Dopo esserci sorbiti circa 45 minuti di All Them Witches, ovvero la noia fatta stoner metal, fatta una breve pausa si entra nel mood con “Klara stjärnor” di Jan Johansson e “Miserere Mei, Deus” di Gregorio Allegri, che, spentesi le luci, lasciano spazio a “Ashes”, il piccolo brano introduttivo dell’ultimo lavoro della band, lo splendido Prequelle. Cade il telone nero che copriva il palco, e svela una scenografia enorme, elaborata, fatta di scalinate e vetrate ecclesiastiche, corredata da una tonnellata di luci. Parte “Rats”.

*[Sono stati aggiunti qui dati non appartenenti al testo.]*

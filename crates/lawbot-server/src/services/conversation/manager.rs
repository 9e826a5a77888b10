use anyhow::Result;
use std::time::Instant;
use tracing::{debug, error, info};

use crate::models::chat::{ChatMessage, ConversationTurn, RetrievedDocument, SessionId};
use crate::services::retriever::Retriever;
use crate::utils::error::{PipelineError, PipelineStage};

use super::cache::SessionStore;
use super::context_builder::ContextBuilder;
use super::generator::AnswerGenerator;
use super::summarizer::ConversationSummarizer;

/// Prefix of the assistant turn written when a submission fails.
pub const ERROR_TURN_PREFIX: &str = "오류가 발생했습니다: ";

/// Trait for embedding service
#[cfg_attr(test, mockall::automock)]
#[async_trait::async_trait]
pub trait EmbeddingProvider: Send + Sync {
    async fn embed(&self, text: &str) -> Result<Vec<f32>>;
}

/// Trait for the vector store
#[cfg_attr(test, mockall::automock)]
#[async_trait::async_trait]
pub trait VectorStore: Send + Sync {
    /// Up to `k` stored documents nearest to `query`, closest first.
    async fn similarity_search(&self, query: &str, k: usize) -> Result<Vec<RetrievedDocument>>;

    async fn ping(&self) -> Result<()>;
}

/// Trait for LLM service
#[cfg_attr(test, mockall::automock)]
#[async_trait::async_trait]
pub trait LlmProvider: Send + Sync {
    async fn complete(&self, messages: &[ChatMessage]) -> Result<String>;
}

/// Result of one submission, after both turns were appended.
#[derive(Debug, Clone)]
pub struct SubmissionOutcome {
    pub reply: ConversationTurn,
    pub turns: Vec<ConversationTurn>,
    pub failure: Option<PipelineStage>,
}

pub struct ConversationManager {
    sessions: SessionStore,
    retriever: Retriever,
    summarizer: ConversationSummarizer,
    context_builder: ContextBuilder,
    generator: AnswerGenerator,
}

impl ConversationManager {
    pub fn new(
        sessions: SessionStore,
        retriever: Retriever,
        summarizer: ConversationSummarizer,
        context_builder: ContextBuilder,
        generator: AnswerGenerator,
    ) -> Self {
        Self {
            sessions,
            retriever,
            summarizer,
            context_builder,
            generator,
        }
    }

    pub fn sessions(&self) -> &SessionStore {
        &self.sessions
    }

    /// Append the user's turn, answer it, append the answer (or the error).
    ///
    /// Submissions on the same session are serialized by the session lock.
    pub async fn submit(&self, session_id: SessionId, query: &str) -> SubmissionOutcome {
        let start = Instant::now();
        let conversation = self.sessions.get_or_create(session_id);
        let mut state = conversation.lock().await;
        state.touch();

        let prior_turns = state.len();
        state.push_turn(ConversationTurn::user(query));

        info!(
            "Submission: session={}, prior_turns={}, query_len={}",
            session_id,
            prior_turns,
            query.chars().count()
        );

        let result = self
            .run_pipeline(query, &state.turns()[..prior_turns])
            .await;

        let (reply, failure) = match result {
            Ok(answer) => (ConversationTurn::assistant(answer), None),
            Err(e) => {
                error!(
                    "Pipeline failed at {} stage for session {}: {}",
                    e.stage(),
                    session_id,
                    e
                );
                state.metadata.failed_submissions += 1;
                (
                    ConversationTurn::assistant(format!("{}{}", ERROR_TURN_PREFIX, e)),
                    Some(e.stage()),
                )
            }
        };

        state.push_turn(reply.clone());
        state.metadata.submissions += 1;
        state.touch();

        info!(
            "Submission finished in {}ms: session={}, turns={}, failed={}/{}",
            start.elapsed().as_millis(),
            session_id,
            state.len(),
            state.metadata.failed_submissions,
            state.metadata.submissions
        );

        SubmissionOutcome {
            reply,
            turns: state.turns().to_vec(),
            failure,
        }
    }

    /// Retrieve, summarize the prior history, assemble, generate.
    pub async fn run_pipeline(
        &self,
        query: &str,
        history: &[ConversationTurn],
    ) -> Result<String, PipelineError> {
        let documents = self
            .retriever
            .retrieve(query)
            .await
            .map_err(PipelineError::Retrieval)?;

        let summary = self
            .summarizer
            .summarize(history)
            .await
            .map_err(PipelineError::Summarization)?;

        let context = self.context_builder.assemble(&summary, &documents);
        debug!(
            "Assembled context: {} documents, summary {} chars, total {} chars",
            documents.len(),
            summary.chars().count(),
            context.chars().count()
        );

        self.generator
            .generate(query, &context)
            .await
            .map_err(PipelineError::Generation)
    }

    /// Current turns of a live session, empty when the session does not exist.
    pub async fn conversation(&self, session_id: SessionId) -> Vec<ConversationTurn> {
        self.find_conversation(session_id).await.unwrap_or_default()
    }

    pub async fn find_conversation(&self, session_id: SessionId) -> Option<Vec<ConversationTurn>> {
        let conversation = self.sessions.get(session_id)?;
        let state = conversation.lock().await;
        Some(state.turns().to_vec())
    }

    /// Drop the session; the next access starts an empty one.
    pub fn reset(&self, session_id: SessionId) -> bool {
        let removed = self.sessions.remove(session_id).is_some();
        if removed {
            info!("Session {} reset", session_id);
        }
        removed
    }
}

Bisogna tenere presente una cosa nel parlare dei Ghost del 2019: la band è ormai apertamente il progetto di Tobias Forge, musicista svedese, il Nameless Ghoul a cui sono accreditate tutte le canzoni della band, e il volto sotto la maschera di Papa Emeritus I, II e III e di Cardinal Copia, l’attuale frontman. Per diversi anni le identità dei musicisti sono rimaste, intenzionalmente, un mistero, e solo nel 2017, poco dopo la vittoria ai Grammy con “Cirice”, alcuni dei Ghouls hanno fatto causa a Forge che, a loro dire, non li pagava abbastanza e non riconosceva loro i meriti nella stesura dei brani. Il foro ha dato ragione a Forge, ma inevitabilmente la magia era scomparsa: tolto il mistero, restavano un pugno di canzoni e un leader carismatico.
Ecco, questo concerto ha confermato entrambe le cose: purtroppo, la magia degli esordi è effettivamente svanita. La chimica che avevano i primi Ghost ha lasciato il posto a un intrattenitore immenso, ovvero il Cardinal Copia di Forge, e i suoi scagnozzi a libro paga – gli ormai sette Ghoul senza nome (cinque Ghoul e due Ghoulettes, per la precisione), due chitarristi, un bassista, un polistrumentista e corista, un batterista e due tastieriste, polistrumentiste e coriste. Come si intuisce, però, questo dà vita a un’altra magia, quella di una band di altissimo livello che suona quasi tutto dal vivo, senza ricorrere alle necessarie backing tracks di inizio carriera, e la performance certamente ne guadagna.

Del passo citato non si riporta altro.